_DIRECTIONS FOR THIS TASK_
Read the lines of the data below and retrieve those with "find".

_RECORDED INFORMATION_
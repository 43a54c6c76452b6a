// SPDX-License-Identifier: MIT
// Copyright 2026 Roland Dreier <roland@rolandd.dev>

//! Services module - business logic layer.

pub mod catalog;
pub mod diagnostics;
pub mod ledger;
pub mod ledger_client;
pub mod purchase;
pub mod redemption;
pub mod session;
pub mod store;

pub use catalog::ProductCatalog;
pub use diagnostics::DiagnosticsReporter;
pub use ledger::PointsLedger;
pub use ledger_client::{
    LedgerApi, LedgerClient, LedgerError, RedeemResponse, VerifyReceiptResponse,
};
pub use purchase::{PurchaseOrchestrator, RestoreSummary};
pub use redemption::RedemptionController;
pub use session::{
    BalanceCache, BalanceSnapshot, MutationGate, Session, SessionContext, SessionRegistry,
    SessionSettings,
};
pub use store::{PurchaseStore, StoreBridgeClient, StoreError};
...
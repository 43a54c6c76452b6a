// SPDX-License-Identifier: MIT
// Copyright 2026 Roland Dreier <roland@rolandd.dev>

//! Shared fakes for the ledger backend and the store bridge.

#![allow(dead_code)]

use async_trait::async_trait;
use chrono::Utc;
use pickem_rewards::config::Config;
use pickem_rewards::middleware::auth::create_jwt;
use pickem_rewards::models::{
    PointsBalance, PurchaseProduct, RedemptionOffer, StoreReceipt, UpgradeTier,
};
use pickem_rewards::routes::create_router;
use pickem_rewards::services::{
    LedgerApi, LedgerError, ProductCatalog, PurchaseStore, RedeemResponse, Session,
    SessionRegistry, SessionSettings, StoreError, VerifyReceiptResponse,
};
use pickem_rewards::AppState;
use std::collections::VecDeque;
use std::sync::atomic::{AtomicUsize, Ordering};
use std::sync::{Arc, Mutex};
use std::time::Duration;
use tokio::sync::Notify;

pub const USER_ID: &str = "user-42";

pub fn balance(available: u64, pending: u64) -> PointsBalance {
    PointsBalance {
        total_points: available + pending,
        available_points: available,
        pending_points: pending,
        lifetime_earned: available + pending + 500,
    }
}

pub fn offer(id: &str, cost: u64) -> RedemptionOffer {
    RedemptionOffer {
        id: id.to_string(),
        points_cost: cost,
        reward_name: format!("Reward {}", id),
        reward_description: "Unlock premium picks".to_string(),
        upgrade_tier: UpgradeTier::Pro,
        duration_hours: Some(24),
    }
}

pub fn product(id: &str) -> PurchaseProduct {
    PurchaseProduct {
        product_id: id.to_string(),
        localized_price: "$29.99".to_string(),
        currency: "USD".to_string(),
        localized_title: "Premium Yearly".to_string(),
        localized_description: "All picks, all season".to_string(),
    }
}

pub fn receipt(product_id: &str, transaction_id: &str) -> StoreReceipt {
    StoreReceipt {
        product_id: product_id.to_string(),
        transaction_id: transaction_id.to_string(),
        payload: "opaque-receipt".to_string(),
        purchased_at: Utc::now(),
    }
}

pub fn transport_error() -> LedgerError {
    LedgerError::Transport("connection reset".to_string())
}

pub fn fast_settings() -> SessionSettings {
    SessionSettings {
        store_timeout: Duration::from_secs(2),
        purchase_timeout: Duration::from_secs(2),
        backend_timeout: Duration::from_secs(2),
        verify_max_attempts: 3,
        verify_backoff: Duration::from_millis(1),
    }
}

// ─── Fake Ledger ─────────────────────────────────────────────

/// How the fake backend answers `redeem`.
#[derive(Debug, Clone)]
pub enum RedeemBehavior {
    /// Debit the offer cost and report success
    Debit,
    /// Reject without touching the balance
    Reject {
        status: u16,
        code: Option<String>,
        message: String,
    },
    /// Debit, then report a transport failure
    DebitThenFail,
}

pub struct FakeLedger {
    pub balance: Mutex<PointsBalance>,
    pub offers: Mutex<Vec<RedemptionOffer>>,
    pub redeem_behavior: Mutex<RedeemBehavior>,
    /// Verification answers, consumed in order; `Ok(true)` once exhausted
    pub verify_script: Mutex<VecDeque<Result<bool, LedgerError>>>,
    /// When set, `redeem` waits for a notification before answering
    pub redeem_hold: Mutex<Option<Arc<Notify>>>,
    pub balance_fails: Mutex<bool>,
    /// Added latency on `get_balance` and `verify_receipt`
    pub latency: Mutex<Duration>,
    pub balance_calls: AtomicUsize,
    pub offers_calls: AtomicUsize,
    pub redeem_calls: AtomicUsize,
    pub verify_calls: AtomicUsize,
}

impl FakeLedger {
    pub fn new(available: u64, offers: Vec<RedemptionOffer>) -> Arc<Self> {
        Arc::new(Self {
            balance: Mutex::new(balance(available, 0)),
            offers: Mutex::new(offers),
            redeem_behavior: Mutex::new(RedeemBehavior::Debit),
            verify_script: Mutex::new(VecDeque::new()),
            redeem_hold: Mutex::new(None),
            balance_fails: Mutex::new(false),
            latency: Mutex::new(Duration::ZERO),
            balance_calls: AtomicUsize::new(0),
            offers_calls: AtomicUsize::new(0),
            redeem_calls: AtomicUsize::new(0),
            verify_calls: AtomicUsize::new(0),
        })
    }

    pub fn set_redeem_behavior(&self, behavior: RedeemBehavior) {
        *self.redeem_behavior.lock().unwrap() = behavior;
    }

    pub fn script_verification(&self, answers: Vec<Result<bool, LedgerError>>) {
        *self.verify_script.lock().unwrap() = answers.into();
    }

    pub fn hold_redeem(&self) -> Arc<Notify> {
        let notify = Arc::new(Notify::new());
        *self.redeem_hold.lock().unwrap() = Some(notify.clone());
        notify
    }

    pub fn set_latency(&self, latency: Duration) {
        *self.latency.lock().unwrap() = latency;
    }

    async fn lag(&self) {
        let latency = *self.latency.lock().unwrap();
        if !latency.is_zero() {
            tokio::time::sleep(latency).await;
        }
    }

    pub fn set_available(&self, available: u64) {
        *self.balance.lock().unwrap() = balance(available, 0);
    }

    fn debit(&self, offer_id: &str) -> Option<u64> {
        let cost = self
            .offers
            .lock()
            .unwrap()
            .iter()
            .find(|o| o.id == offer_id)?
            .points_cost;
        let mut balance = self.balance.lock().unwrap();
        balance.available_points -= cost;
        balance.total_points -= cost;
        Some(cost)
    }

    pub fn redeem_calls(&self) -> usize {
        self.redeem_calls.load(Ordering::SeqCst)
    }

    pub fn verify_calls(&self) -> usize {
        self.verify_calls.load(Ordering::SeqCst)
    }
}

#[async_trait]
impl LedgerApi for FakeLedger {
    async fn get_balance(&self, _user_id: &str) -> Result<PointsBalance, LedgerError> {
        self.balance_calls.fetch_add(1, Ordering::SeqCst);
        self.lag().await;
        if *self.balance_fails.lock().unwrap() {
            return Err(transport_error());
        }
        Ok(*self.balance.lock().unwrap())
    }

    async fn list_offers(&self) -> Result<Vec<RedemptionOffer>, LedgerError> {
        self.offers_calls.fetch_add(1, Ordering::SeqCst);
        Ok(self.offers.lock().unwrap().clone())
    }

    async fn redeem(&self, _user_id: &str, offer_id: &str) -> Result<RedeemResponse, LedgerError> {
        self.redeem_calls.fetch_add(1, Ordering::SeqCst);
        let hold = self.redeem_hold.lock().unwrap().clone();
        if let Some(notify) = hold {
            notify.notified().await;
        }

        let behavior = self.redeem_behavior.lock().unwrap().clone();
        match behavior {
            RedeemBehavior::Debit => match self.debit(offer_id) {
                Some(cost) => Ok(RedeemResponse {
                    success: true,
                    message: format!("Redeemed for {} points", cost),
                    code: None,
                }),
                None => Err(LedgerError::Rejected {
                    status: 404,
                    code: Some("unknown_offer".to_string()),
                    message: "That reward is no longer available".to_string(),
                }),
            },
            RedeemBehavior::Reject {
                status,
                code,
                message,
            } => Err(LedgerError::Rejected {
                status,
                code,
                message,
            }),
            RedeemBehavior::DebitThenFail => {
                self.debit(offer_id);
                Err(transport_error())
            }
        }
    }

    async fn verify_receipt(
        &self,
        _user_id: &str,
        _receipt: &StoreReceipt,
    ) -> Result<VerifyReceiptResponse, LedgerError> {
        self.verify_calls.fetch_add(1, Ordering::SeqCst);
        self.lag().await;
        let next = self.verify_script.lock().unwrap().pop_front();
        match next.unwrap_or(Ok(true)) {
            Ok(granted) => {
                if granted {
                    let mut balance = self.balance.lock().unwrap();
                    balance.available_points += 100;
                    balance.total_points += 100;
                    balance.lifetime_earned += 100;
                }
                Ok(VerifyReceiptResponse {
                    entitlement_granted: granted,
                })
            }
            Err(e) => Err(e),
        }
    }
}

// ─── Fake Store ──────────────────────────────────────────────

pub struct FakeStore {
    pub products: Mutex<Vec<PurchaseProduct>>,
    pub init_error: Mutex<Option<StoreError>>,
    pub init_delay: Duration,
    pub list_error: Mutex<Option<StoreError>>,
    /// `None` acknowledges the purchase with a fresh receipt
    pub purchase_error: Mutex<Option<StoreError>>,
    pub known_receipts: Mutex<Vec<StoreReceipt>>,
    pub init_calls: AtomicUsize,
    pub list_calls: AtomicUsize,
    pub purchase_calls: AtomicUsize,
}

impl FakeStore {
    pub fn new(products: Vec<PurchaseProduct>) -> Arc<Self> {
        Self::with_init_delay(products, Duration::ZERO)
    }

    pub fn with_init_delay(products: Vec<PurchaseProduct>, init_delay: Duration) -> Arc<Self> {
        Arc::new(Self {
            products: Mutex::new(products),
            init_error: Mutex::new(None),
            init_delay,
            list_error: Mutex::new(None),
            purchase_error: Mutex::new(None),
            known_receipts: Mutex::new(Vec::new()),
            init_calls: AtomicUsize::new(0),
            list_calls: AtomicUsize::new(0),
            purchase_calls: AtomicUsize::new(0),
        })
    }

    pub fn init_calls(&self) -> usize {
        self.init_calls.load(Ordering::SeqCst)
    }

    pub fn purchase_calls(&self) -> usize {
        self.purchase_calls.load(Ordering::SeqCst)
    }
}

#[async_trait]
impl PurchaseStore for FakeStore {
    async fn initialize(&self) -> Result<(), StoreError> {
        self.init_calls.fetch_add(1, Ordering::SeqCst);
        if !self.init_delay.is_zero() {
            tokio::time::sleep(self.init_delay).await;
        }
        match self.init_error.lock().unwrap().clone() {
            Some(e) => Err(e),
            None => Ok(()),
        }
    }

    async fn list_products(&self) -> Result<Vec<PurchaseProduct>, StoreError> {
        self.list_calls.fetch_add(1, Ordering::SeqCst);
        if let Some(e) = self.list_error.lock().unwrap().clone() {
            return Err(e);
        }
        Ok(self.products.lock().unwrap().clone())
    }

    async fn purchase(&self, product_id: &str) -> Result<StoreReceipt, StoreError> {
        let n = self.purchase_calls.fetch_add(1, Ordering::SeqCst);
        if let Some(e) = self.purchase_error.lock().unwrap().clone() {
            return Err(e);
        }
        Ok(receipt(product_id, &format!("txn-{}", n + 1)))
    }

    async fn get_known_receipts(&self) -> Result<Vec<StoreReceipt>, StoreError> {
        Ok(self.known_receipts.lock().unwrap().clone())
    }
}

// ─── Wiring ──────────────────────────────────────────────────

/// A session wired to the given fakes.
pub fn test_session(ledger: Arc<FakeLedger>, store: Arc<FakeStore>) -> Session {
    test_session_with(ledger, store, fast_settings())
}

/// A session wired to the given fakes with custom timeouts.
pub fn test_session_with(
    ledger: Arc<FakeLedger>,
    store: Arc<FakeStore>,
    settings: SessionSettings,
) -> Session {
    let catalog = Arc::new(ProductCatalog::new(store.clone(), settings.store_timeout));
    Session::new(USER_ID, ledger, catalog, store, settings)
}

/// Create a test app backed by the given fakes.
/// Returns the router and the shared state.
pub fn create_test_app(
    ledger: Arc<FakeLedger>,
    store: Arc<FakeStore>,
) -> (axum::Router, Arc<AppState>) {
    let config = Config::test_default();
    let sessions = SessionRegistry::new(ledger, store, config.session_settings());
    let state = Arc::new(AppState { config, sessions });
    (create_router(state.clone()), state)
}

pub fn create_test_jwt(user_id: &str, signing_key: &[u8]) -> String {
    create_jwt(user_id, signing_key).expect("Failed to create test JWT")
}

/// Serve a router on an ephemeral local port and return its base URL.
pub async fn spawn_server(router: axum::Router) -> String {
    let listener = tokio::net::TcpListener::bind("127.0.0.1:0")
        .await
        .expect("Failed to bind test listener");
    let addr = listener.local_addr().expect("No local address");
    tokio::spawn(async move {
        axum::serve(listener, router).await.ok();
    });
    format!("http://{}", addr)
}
---
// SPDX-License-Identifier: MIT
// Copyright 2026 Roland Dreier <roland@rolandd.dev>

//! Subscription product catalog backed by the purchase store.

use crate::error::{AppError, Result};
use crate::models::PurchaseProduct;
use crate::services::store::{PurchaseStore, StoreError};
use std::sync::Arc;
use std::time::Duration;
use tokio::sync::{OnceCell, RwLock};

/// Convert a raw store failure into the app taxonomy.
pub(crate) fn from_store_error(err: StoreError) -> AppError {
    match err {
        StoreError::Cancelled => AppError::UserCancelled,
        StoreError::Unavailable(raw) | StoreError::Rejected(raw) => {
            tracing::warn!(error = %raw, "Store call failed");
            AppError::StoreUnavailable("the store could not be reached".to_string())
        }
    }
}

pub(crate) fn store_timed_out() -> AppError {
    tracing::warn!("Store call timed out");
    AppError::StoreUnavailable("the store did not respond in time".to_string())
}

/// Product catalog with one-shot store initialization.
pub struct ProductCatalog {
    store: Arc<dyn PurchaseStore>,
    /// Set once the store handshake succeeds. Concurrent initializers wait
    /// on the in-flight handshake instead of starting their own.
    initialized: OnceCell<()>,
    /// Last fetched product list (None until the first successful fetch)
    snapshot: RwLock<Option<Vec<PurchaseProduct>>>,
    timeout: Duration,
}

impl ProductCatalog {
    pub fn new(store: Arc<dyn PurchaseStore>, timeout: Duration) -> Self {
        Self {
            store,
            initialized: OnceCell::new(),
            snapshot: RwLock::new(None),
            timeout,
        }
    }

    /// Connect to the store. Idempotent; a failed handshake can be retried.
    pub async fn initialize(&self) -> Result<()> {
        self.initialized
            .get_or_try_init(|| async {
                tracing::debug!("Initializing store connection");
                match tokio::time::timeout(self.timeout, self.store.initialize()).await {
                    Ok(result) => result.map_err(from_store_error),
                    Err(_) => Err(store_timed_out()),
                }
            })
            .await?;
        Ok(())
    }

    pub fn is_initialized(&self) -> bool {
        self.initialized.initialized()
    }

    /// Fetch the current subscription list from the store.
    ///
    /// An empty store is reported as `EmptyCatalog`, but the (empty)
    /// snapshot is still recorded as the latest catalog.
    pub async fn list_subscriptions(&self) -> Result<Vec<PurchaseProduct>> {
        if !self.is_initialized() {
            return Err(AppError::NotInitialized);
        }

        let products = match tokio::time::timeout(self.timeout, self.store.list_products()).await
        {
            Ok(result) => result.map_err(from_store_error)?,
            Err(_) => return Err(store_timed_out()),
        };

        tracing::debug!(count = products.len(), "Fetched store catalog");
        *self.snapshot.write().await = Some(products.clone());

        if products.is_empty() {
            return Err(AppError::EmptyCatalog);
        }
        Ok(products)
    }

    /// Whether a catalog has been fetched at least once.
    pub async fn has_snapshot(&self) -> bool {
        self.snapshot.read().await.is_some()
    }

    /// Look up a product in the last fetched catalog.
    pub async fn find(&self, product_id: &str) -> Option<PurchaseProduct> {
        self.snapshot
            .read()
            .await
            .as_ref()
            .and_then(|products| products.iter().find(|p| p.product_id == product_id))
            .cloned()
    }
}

_RESPONSE FOR THIS EXERCISE_
            .find(|o| o.id == offer_id)?
    pub async fn find(&self, product_id: &str) -> Option<PurchaseProduct> {
            .and_then(|products| products.iter().find(|p| p.product_id == product_id))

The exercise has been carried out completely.